La présentation du budget en deux sections - fonctionnement et investissement - est un autre sujet important : il faut réfléchir à la pertinence de cette distinction pour l'Etat, dont l'équilibre budgétaire est déjà encadré par les règles résultant du Pacte de stabilité et de croissance. L'application à l'Etat de la « règle d'or » des finances publiques n'apporterait pas grand-chose à leur pilotage. Au bénéfice de ces observations, la proposition de loi organique fait référence à une présentation du budget en une section de fonctionnement et une section d'investissement, mais lui accorde une portée limitée, pas aussi importante que certains le souhaiteraient peut-être.

S'agissant enfin des programmes, reproche a été fait à la proposition de loi organique de ne pas prendre position sur leur nature et leur périmètre. Il s'agit plutôt d'une compétence gouvernementale. Il est cependant légitime que le Parlement puisse influencer la définition des programmes. Par exemple, faut-il envisager un découpage par mission (programme « recouvrement de l'impôt ») ou par acteurs (programmes « direction générale des impôts » et « direction générale de la comptabilité publique ») ? La proposition de loi organique a pris le parti de ne pas imposer de solutions contraignantes. Le cadre organique est, par définition, rigide et se conjugue mal avec la nécessaire souplesse qui doit présider à la conduite des actions publiques. Au demeurant, les agrégats actuels pourraient constituer une première ébauche des futurs programmes.

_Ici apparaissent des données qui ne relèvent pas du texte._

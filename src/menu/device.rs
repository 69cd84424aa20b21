use crate::menu::config::INSTALL_ID_FILE;
use crate::menu::types::SettingsError;
use std::path::Path;

/// Get or create the identifier the purchase server knows this install by
pub fn get_install_id(data_dir: &Path) -> Result<String, SettingsError> {
    let id_path = data_dir.join(INSTALL_ID_FILE);

    // Try to read existing ID
    if let Ok(id) = std::fs::read_to_string(&id_path) {
        let id = id.trim();
        if !id.is_empty() {
            return Ok(id.to_string());
        }
    }

    let install_id = uuid::Uuid::new_v4().to_string();

    std::fs::create_dir_all(data_dir)
        .map_err(|e| SettingsError::Storage(format!("Failed to create app data dir: {}", e)))?;
    std::fs::write(&id_path, &install_id)
        .map_err(|e| SettingsError::Storage(format!("Failed to write install id: {}", e)))?;

    log::info!("Created install id {}", install_id);
    Ok(install_id)
}

#[cfg(test)]
mod tests {
    use super::*;

    #[test]
    fn test_install_id_is_stable() {
        let dir = tempfile::tempdir().unwrap();
        let first = get_install_id(dir.path()).unwrap();
        let second = get_install_id(dir.path()).unwrap();

        assert!(!first.is_empty());
        assert_eq!(first, second);
        assert!(uuid::Uuid::parse_str(&first).is_ok());
    }

    #[test]
    fn test_blank_id_file_is_replaced() {
        let dir = tempfile::tempdir().unwrap();
        std::fs::write(dir.path().join(INSTALL_ID_FILE), "  \n").unwrap();

        let id = get_install_id(dir.path()).unwrap();
        assert!(!id.trim().is_empty());
    }
}
use std::path::PathBuf;

use crate::types::GridPosition;

/// Errors that can occur while painting the whole board.
///
/// All of them are recoverable: the board is left unpainted and the caller may
/// run another pass.
#[derive(Debug, Clone, PartialEq, Eq, thiserror::Error)]
pub enum ColorizeError {
    #[error(
        "palette cannot cover {cells} cells: fixed capacity {fixed_capacity}, \
         {free_colors} free colors (need at least 3)"
    )]
    InsufficientPalette {
        fixed_capacity: u32,
        cells: usize,
        free_colors: usize,
    },

    #[error("no palette color can be placed at {position}")]
    Exhausted { position: GridPosition },

    #[error("colorization failed after {attempts} attempts")]
    RetriesExhausted { attempts: u32 },
}

/// Errors that can occur when resolving a selection.
#[derive(Debug, Clone, PartialEq, Eq, thiserror::Error)]
pub enum SelectionError {
    #[error("selection anchor {position} is outside the board")]
    OutOfBounds { position: GridPosition },

    #[error("cell {anchor} has no pair of adjacent neighbors")]
    Isolated { anchor: GridPosition },
}

/// Errors that can occur when loading configuration.
#[derive(Debug, thiserror::Error)]
pub enum ConfigError {
    #[error("failed to read config file {path}: {source}")]
    FileRead {
        path: PathBuf,
        source: std::io::Error,
    },

    #[error("failed to parse TOML: {0}")]
    TomlParse(#[from] toml::de::Error),

    #[error("config validation error: {0}")]
    Validation(String),
}

#[cfg(test)]
mod tests {
    use super::*;

    #[test]
    fn test_colorize_error_display() {
        let err = ColorizeError::InsufficientPalette {
            fixed_capacity: 10,
            cells: 72,
            free_colors: 1,
        };
        assert_eq!(
            err.to_string(),
            "palette cannot cover 72 cells: fixed capacity 10, 1 free colors (need at least 3)"
        );

        let err = ColorizeError::Exhausted {
            position: GridPosition::new(2, 5),
        };
        assert_eq!(err.to_string(), "no palette color can be placed at [2, 5]");
    }

    #[test]
    fn test_selection_error_display() {
        let err = SelectionError::Isolated {
            anchor: GridPosition::new(0, 0),
        };
        assert_eq!(err.to_string(), "cell [0, 0] has no pair of adjacent neighbors");
    }

    #[test]
    fn test_config_error_display() {
        let err = ConfigError::Validation("rows must be > 0".to_string());
        assert_eq!(err.to_string(), "config validation error: rows must be > 0");
    }
}
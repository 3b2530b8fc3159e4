//! Cascade module - the match, clear, fall and refill state machine
//!
//! [`Cascade`] owns the board, the palette and the seeded RNG. Every operation is
//! a plain synchronous function that runs to completion; the presentation layer
//! learns what happened by draining the ordered [`BoardEvent`] queue, where
//! [`BoardEvent::Pause`] markers show where it may wait before showing the next
//! step.
//!
//! # Phases
//!
//! | Phase           | Entered by                                 |
//! |-----------------|--------------------------------------------|
//! | `Idle`          | construction                               |
//! | `Colorizing`    | [`Cascade::generate`], [`Cascade::colorize`] |
//! | `AwaitingInput` | a successful colorize or a settled cascade |
//! | `Swapping`      | [`Cascade::apply_swap`]                    |
//! | `Scoring`       | [`Cascade::score_pass`]                    |
//! | `Collapsing`    | [`Cascade::collapse_step`]                 |
//! | `Refilling`     | [`Cascade::refill`]                        |
//!
//! `AwaitingInput` is the settled state: a successful colorize and every
//! cascade end there. `Idle` only marks a board that was never generated.

use serde::{Deserialize, Serialize};
use tracing::{debug, warn};

use crate::board::Board;
use crate::config::GameConfig;
use crate::error::{ColorizeError, SelectionError};
use crate::layout::HexLayout;
use crate::matcher;
use crate::palette::Palette;
use crate::rng::BoardRng;
use crate::scoring::ScoreResult;
use crate::selection::{self, SelectionResult};
use crate::snapshot::GameSnapshot;
use crate::types::{
    ColorId, GridPosition, Point, SwipeDirection, MAX_ROTATION_ATTEMPTS, POINTS_PER_CELL,
};

/// Score/collapse/refill rounds after which a cascade is cut short
pub const MAX_CASCADE_ROUNDS: u32 = 1000;

/// Where the board is in its lifecycle
#[derive(Debug, Clone, Copy, PartialEq, Eq, Hash, Default, Serialize, Deserialize)]
#[serde(rename_all = "snake_case")]
pub enum Phase {
    #[default]
    Idle,
    Colorizing,
    AwaitingInput,
    Swapping,
    Scoring,
    Collapsing,
    Refilling,
}

/// Points in an event stream where presentation may wait
#[derive(Debug, Clone, Copy, PartialEq, Eq, Hash, Serialize, Deserialize)]
#[serde(rename_all = "snake_case")]
pub enum PauseKind {
    AfterSwap,
    AfterCollapseStep,
    AfterRefill,
}

/// One observable change to the board
#[derive(Debug, Clone, Copy, PartialEq, Serialize, Deserialize)]
#[serde(rename_all = "snake_case")]
pub enum BoardEvent {
    /// The cell that was in slot `from` now sits in slot `to`
    CellMoved { from: GridPosition, to: GridPosition },
    /// A refilled cell enters its column at `origin`, above the top row
    CellSpawned {
        position: GridPosition,
        origin: Point,
    },
    /// A cell was painted/refilled (`active`) or cleared; `target` is its slot center
    CellActivated {
        position: GridPosition,
        target: Point,
        active: bool,
    },
    CellScored {
        position: GridPosition,
        color: ColorId,
    },
    Selected(SelectionResult),
    Pause(PauseKind),
}

/// Summary of one settled cascade
#[derive(Debug, Clone, Copy, PartialEq, Eq, Default, Serialize, Deserialize)]
pub struct CascadeReport {
    /// Score passes that cleared something
    pub rounds: u32,
    pub runs: u32,
    pub cells_cleared: u32,
    pub points: u32,
    /// Possible-move total of the settled board
    pub possible_moves: u32,
}

impl CascadeReport {
    pub fn scored(&self) -> bool {
        self.cells_cleared > 0
    }
}

/// Result of a swipe: how many rotations it took and what the last one produced
#[derive(Debug, Clone, Copy, PartialEq, Eq, Serialize, Deserialize)]
pub struct GestureOutcome {
    pub rotations: u8,
    pub scored: bool,
    pub report: CascadeReport,
}

/// Board state machine
#[derive(Debug, Clone)]
pub struct Cascade {
    board: Board,
    palette: Palette,
    layout: HexLayout,
    rng: BoardRng,
    phase: Phase,
    points_per_cell: u32,
    score: u32,
    events: Vec<BoardEvent>,
}
//! Engine module - drives a board from player commands
//!
//! [`GameSession`] owns the [`Cascade`](hexmatch_core::Cascade) and is its only
//! writer. Input arrives as [`Command`]s, which are queued by
//! [`GameSession::submit`] and applied one per [`GameSession::tick`]. While a
//! gesture is being shown the session is busy and new input is dropped.

pub mod session;

pub use session::{Command, GameSession, SessionError, SessionEvent};
//! Layout module - hex geometry in world space
//!
//! Cells are flat-top hexagons. With `r = cell_width * scale / 2`:
//!
//! - column `c` is centered at `x = c * 1.5r`
//! - row `r0` of an even column is centered at `y = -r0 * sqrt(3) * r`
//! - odd columns are shifted down by half a cell height (`sqrt(3)/2 * r`)
//!
//! Positions are relative to `origin`, the center of slot (0, 0); y grows upwards,
//! so rows run downwards.

use crate::types::{GridPosition, Point, VertexDirection, DEFAULT_CELL_WIDTH};

const SQRT_3: f32 = 1.732_050_8;

#[derive(Debug, Clone, Copy, PartialEq)]
pub struct HexLayout {
    pub cell_width: f32,
    pub scale: f32,
    pub origin: Point,
}

impl HexLayout {
    pub fn new(cell_width: f32, scale: f32, origin: Point) -> Self {
        Self {
            cell_width,
            scale,
            origin,
        }
    }

    /// Distance from a cell center to any of its vertices
    pub fn radius(&self) -> f32 {
        self.cell_width * self.scale * 0.5
    }

    /// World-space center of the slot at `position`
    pub fn slot_center(&self, position: GridPosition) -> Point {
        let r = self.radius();
        let x = position.column as f32 * 1.5 * r;
        let mut y = -(position.row as f32) * SQRT_3 * r;
        if !position.is_even_column() {
            y -= SQRT_3 * 0.5 * r;
        }
        Point::new(self.origin.x + x, self.origin.y + y)
    }

    /// World-space point of one vertex of the slot at `position`
    pub fn vertex(&self, position: GridPosition, vertex: VertexDirection) -> Point {
        let center = self.slot_center(position);
        let r = self.radius();
        let h = SQRT_3 * 0.5 * r;
        let (dx, dy) = match vertex {
            VertexDirection::NorthEast => (0.5 * r, h),
            VertexDirection::East => (r, 0.0),
            VertexDirection::SouthEast => (0.5 * r, -h),
            VertexDirection::SouthWest => (-0.5 * r, -h),
            VertexDirection::West => (-r, 0.0),
            VertexDirection::NorthWest => (-0.5 * r, h),
        };
        Point::new(center.x + dx, center.y + dy)
    }

    /// All six vertices of a slot in cyclic order
    pub fn vertices(&self, position: GridPosition) -> [(VertexDirection, Point); 6] {
        VertexDirection::ALL.map(|vertex| (vertex, self.vertex(position, vertex)))
    }

    /// Vertex of the slot nearest to `point`
    ///
    /// Ties resolve to the earliest vertex in cyclic order.
    pub fn nearest_vertex(&self, position: GridPosition, point: Point) -> VertexDirection {
        let mut best = VertexDirection::NorthEast;
        let mut best_distance = f32::INFINITY;
        for (vertex, corner) in self.vertices(position) {
            let distance = point.distance_squared(corner);
            if distance < best_distance {
                best_distance = distance;
                best = vertex;
            }
        }
        best
    }

    /// Point above the top row of `position`'s column where refilled cells enter
    pub fn spawn_point(&self, position: GridPosition) -> Point {
        let top = self.slot_center(GridPosition::new(0, position.column));
        Point::new(top.x, top.y + SQRT_3 * self.radius())
    }
}

impl Default for HexLayout {
    fn default() -> Self {
        Self::new(DEFAULT_CELL_WIDTH, 1.0, Point::default())
    }
}

#[cfg(test)]
mod tests {
    use super::*;

    fn close(a: Point, b: Point) -> bool {
        a.distance(b) < 1e-4
    }

    #[test]
    fn test_slot_centers() {
        let layout = HexLayout::default();
        assert!(close(layout.slot_center(GridPosition::new(0, 0)), Point::new(0.0, 0.0)));
        assert!(close(
            layout.slot_center(GridPosition::new(0, 1)),
            Point::new(0.75, -SQRT_3 * 0.25)
        ));
        assert!(close(
            layout.slot_center(GridPosition::new(2, 2)),
            Point::new(1.5, -SQRT_3)
        ));
    }

    #[test]
    fn test_neighbors_share_vertices() {
        // NE neighbor of (1,0) is (0,1); its SW vertex equals (1,0)'s E vertex.
        let layout = HexLayout::default();
        let e = layout.vertex(GridPosition::new(1, 0), VertexDirection::East);
        let sw = layout.vertex(GridPosition::new(0, 1), VertexDirection::SouthWest);
        assert!(close(e, sw));

        // N neighbor of (1,0) is (0,0); its SE vertex equals (1,0)'s NE vertex.
        let ne = layout.vertex(GridPosition::new(1, 0), VertexDirection::NorthEast);
        let se = layout.vertex(GridPosition::new(0, 0), VertexDirection::SouthEast);
        assert!(close(ne, se));
    }

    #[test]
    fn test_nearest_vertex() {
        let layout = HexLayout::default();
        let pos = GridPosition::new(3, 3);
        for (vertex, corner) in layout.vertices(pos) {
            assert_eq!(layout.nearest_vertex(pos, corner), vertex);
        }
        let center = layout.slot_center(pos);
        let nudged = Point::new(center.x - 0.1, center.y - 0.01);
        assert_eq!(layout.nearest_vertex(pos, nudged), VertexDirection::West);
    }

    #[test]
    fn test_spawn_point_is_above_board() {
        let layout = HexLayout::default();
        let spawn = layout.spawn_point(GridPosition::new(5, 2));
        assert!(spawn.y > layout.slot_center(GridPosition::new(0, 2)).y);
    }
}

Le Président Raymond Forni a rendu hommage à l'effort de synthèse accompli par le Rapporteur sur un sujet complexe, particulièrement pour les commissaires qui ne sont pas membres de la Commission des finances.

Saluant également la démarche du Rapporteur, M. Jean-Pierre Delalande a estimé que la proposition de loi présentait nombre de pistes intéressantes et méritait donc un examen constructif. Il faudra d'abord se donner pour objectif de doter l'Etat d'une comptabilité lisible, compréhensible et dynamique, comme celle des collectivités locales, afin de faire apparaître clairement son bilan, ainsi qu'un état de son patrimoine.

Il conviendra également de réfléchir attentivement à l'articulation entre la loi de finances initiale et la loi de financement de la sécurité sociale, tant les « tuyauteries » entre les deux textes sont confuses et ne plaident pas pour la crédibilité de l'Etat. De même qu'a été obtenu un dépôt plus précoce du projet de loi de règlement, les progrès accomplis au cours des dernières années devraient permettre de disposer à brève échéance des comptes de la sécurité sociale dès le 15 mai. Enfin, en dehors de tout maximalisme et compte tenu des difficultés inhérentes à une révision constitutionnelle, il n'en faudra pas moins évoquer l'article 40 de la Constitution, disposition « autobloquante » pour les parlementaires, dont elle accrédite une prétendue irresponsabilité.

Le Président Raymond Forni s'est réjoui de l'approche que traduisait cette intervention, soulignant que les travaux de la Commission devaient dépasser les clivages traditionnels.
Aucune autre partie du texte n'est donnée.